WORK TASK: Write only the number of lines in the entries that hold the string "specifier".

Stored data
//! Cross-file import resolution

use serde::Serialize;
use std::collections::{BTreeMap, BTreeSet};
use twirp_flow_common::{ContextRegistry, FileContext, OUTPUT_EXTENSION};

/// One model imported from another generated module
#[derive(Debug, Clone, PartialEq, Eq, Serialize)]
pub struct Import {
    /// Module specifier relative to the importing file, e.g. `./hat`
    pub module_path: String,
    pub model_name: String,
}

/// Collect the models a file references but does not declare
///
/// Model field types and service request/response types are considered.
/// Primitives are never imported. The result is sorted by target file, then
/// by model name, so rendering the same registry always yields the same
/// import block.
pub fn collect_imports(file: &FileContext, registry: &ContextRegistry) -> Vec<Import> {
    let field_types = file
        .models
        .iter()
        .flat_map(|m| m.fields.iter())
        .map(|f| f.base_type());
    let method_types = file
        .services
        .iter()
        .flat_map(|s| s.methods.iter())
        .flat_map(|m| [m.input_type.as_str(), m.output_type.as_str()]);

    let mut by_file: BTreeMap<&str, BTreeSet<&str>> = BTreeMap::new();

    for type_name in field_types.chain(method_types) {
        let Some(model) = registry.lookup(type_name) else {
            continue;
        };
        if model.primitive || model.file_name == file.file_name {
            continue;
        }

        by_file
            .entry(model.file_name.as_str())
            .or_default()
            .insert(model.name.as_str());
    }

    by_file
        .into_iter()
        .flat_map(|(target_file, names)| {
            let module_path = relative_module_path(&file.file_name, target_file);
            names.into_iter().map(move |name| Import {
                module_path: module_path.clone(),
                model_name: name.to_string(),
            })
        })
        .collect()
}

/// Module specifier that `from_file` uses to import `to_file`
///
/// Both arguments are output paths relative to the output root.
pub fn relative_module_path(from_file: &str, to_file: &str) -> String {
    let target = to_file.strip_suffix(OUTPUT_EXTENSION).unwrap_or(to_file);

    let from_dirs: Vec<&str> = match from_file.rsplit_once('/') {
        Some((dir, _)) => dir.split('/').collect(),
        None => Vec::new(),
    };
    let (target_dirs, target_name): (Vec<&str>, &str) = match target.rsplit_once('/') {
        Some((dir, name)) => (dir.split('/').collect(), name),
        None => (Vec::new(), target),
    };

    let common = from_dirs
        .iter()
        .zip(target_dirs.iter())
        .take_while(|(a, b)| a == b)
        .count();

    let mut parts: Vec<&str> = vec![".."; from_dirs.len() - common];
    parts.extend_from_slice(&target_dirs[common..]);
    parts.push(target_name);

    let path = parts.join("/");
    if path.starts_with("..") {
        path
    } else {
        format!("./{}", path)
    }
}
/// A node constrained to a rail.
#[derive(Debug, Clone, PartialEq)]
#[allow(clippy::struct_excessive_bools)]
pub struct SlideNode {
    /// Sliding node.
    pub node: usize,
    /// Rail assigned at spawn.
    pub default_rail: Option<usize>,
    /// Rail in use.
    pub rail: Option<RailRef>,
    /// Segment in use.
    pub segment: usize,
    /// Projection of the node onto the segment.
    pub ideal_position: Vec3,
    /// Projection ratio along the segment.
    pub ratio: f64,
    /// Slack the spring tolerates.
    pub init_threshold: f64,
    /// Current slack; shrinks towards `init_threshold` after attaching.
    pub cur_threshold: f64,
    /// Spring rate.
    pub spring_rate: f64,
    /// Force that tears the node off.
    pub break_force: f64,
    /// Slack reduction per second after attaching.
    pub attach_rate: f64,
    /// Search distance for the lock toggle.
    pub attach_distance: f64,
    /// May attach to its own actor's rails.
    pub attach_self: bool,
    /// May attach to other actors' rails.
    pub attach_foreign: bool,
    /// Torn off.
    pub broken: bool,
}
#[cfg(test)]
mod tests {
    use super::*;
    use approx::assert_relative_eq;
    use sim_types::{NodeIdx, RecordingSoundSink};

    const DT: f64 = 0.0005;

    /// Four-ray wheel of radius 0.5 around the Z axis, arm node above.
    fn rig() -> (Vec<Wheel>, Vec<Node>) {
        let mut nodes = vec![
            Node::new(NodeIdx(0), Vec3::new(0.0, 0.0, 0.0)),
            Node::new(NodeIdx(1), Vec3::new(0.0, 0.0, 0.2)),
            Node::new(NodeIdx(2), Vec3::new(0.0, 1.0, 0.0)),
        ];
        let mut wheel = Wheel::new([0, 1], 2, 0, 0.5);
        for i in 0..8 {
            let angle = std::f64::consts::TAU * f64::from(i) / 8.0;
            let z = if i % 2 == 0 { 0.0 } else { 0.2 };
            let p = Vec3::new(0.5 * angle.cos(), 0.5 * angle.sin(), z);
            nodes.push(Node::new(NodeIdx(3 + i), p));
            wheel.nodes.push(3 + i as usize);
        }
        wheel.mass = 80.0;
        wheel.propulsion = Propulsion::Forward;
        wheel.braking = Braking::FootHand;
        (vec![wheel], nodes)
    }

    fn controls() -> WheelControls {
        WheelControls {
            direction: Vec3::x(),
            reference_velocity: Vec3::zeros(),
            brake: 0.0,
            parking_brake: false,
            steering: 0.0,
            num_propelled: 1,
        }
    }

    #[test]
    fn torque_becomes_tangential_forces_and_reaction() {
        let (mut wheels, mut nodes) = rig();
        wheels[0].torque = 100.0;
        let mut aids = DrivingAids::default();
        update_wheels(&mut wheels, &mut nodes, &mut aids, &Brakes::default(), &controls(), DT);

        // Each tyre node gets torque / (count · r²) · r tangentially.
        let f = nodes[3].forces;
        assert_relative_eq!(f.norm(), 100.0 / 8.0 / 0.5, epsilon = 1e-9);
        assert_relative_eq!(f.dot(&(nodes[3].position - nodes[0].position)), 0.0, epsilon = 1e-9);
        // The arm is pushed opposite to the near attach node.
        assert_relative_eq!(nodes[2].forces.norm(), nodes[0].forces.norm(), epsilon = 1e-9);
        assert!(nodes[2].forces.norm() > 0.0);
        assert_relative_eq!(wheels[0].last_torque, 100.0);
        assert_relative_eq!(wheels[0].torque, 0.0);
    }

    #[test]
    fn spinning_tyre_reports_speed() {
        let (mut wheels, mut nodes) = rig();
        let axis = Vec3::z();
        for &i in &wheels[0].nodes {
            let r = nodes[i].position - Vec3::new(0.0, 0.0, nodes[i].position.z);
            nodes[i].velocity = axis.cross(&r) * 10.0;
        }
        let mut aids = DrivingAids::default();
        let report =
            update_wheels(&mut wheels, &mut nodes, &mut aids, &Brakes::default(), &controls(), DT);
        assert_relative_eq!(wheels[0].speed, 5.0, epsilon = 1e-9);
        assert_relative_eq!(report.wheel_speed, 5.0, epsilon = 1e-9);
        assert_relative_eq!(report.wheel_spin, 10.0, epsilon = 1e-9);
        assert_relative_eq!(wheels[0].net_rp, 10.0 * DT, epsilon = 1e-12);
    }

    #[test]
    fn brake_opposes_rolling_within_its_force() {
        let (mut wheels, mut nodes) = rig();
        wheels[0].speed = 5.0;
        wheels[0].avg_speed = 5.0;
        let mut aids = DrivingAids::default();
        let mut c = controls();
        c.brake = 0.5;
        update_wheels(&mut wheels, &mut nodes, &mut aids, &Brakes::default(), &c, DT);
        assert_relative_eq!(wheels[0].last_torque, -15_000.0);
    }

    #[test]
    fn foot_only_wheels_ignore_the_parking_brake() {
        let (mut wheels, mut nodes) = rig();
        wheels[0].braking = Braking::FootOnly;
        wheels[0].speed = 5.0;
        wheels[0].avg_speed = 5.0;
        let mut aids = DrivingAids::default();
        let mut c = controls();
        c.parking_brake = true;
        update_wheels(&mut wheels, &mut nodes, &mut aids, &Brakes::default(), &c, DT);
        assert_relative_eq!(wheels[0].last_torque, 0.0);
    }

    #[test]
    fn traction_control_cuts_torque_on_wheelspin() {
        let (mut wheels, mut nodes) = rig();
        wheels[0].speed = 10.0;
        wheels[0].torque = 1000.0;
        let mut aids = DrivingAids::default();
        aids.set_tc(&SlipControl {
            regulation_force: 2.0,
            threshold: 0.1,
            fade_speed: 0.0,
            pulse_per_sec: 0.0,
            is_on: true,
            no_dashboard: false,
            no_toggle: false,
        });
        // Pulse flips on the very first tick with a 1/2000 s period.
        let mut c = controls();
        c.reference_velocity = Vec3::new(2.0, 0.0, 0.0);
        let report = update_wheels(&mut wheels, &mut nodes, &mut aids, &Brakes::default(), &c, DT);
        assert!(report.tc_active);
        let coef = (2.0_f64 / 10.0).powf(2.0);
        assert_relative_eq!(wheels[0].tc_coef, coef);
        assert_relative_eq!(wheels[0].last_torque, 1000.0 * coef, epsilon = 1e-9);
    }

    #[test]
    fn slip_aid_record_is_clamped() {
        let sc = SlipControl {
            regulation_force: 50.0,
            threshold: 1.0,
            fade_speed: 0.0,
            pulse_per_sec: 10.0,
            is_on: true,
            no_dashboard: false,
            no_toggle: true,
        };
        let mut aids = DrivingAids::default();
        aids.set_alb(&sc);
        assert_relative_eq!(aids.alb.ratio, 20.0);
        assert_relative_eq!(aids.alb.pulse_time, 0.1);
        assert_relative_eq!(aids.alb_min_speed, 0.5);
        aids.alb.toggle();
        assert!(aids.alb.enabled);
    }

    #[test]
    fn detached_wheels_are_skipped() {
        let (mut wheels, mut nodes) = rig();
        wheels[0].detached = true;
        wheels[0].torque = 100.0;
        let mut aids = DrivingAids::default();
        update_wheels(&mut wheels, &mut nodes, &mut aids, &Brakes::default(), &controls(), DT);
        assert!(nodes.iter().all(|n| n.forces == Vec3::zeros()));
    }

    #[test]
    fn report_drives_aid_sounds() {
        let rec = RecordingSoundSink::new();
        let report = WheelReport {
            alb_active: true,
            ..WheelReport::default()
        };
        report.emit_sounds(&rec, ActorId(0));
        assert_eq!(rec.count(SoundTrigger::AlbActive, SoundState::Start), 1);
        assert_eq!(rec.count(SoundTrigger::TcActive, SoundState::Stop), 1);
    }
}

ANSWER SPACE: 2